**Records supplied**
--*--

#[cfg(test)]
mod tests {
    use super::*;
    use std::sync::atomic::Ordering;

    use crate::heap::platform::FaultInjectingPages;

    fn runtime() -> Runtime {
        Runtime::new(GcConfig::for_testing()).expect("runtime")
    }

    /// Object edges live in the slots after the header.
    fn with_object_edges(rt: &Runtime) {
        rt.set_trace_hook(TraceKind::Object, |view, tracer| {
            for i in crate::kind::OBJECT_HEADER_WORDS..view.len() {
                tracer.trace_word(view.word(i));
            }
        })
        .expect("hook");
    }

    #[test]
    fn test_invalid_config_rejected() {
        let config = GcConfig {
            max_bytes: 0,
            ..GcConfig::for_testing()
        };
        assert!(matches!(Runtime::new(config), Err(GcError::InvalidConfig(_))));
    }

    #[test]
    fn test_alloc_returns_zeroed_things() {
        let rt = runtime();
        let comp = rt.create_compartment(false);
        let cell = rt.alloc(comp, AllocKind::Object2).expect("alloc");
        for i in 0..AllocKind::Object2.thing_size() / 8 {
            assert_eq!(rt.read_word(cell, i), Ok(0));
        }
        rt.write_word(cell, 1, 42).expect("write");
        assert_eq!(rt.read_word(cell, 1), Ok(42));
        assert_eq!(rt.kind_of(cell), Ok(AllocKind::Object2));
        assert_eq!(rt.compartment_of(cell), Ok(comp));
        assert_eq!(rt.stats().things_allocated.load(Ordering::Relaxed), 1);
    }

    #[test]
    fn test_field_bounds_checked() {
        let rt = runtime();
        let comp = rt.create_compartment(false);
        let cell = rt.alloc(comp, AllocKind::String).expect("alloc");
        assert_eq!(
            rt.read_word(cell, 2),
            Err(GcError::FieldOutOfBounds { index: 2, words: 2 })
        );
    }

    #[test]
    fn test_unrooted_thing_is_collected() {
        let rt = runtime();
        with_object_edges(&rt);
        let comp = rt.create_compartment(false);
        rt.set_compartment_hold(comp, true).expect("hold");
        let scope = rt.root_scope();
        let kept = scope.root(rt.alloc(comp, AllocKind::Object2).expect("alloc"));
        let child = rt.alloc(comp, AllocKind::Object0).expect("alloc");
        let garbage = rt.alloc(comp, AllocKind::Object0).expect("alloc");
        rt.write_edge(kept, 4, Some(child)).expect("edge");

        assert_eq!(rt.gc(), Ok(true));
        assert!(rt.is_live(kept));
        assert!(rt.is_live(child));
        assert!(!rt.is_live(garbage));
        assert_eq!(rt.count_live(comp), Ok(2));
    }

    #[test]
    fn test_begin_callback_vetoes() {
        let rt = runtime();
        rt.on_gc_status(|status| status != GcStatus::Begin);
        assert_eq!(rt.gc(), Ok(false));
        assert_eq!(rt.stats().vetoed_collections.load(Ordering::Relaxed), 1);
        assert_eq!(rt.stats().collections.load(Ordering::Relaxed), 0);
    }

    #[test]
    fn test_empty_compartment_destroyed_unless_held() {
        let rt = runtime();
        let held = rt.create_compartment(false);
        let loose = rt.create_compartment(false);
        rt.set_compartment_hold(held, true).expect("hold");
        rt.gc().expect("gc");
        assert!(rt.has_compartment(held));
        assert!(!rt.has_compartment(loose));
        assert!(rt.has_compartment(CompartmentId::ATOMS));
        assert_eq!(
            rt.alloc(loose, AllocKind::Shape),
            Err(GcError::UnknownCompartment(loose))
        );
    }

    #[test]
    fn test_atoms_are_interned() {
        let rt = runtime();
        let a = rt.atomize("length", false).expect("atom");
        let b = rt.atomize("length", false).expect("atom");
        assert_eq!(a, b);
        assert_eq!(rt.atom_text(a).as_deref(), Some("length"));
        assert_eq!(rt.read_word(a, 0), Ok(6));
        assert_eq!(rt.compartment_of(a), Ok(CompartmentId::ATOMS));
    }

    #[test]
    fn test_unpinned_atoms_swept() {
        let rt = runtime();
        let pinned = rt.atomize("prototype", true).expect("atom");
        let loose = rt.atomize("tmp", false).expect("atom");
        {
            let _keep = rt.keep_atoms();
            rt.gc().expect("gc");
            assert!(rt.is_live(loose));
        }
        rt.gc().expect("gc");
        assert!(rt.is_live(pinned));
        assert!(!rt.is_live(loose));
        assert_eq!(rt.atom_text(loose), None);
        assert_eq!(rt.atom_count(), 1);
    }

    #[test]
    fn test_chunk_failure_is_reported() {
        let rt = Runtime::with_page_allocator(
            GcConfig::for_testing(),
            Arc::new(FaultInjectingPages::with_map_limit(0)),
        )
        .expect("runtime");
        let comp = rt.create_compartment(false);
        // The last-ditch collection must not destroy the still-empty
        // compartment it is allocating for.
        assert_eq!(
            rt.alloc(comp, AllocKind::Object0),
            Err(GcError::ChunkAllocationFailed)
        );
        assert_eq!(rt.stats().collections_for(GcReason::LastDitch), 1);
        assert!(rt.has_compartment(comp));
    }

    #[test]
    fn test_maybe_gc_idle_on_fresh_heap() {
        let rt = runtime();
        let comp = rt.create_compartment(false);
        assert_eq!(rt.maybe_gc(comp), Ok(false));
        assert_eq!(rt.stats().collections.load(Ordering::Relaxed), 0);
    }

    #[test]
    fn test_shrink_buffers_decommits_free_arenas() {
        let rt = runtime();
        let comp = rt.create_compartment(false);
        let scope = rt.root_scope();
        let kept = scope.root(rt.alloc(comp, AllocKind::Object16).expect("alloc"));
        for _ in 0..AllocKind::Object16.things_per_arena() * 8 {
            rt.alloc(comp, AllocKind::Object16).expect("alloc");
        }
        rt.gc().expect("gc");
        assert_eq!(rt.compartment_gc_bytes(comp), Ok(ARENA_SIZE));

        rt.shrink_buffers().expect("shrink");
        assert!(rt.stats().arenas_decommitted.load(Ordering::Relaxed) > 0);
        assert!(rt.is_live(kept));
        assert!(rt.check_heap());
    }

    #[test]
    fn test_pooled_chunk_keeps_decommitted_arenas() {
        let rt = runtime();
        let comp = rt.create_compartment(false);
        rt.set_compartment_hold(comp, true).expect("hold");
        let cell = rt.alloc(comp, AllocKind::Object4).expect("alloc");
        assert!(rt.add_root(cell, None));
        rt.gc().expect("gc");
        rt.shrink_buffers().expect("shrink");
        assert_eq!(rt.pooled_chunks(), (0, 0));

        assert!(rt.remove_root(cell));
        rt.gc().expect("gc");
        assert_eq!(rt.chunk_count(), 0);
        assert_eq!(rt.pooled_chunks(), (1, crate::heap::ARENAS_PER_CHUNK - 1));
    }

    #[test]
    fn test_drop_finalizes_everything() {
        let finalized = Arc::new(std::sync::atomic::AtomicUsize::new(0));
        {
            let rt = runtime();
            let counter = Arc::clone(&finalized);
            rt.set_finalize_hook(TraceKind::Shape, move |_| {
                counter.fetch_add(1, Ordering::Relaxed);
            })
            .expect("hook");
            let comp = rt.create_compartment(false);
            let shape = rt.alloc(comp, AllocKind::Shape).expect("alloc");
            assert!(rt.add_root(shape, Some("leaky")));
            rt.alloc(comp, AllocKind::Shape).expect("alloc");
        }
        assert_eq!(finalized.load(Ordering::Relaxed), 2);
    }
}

--*--

**What is being asked**
The answer should consist of the lines from the first line of the entries through the line with "fn with_object_edges(rt: &Runtime)", copied exactly.

**Expected answer**
#[cfg(test)]
mod tests {
    use super::*;
    use std::sync::atomic::Ordering;

    use crate::heap::platform::FaultInjectingPages;

    fn runtime() -> Runtime {
        Runtime::new(GcConfig::for_testing()).expect("runtime")
    }

    /// Object edges live in the slots after the header.
    fn with_object_edges(rt: &Runtime) {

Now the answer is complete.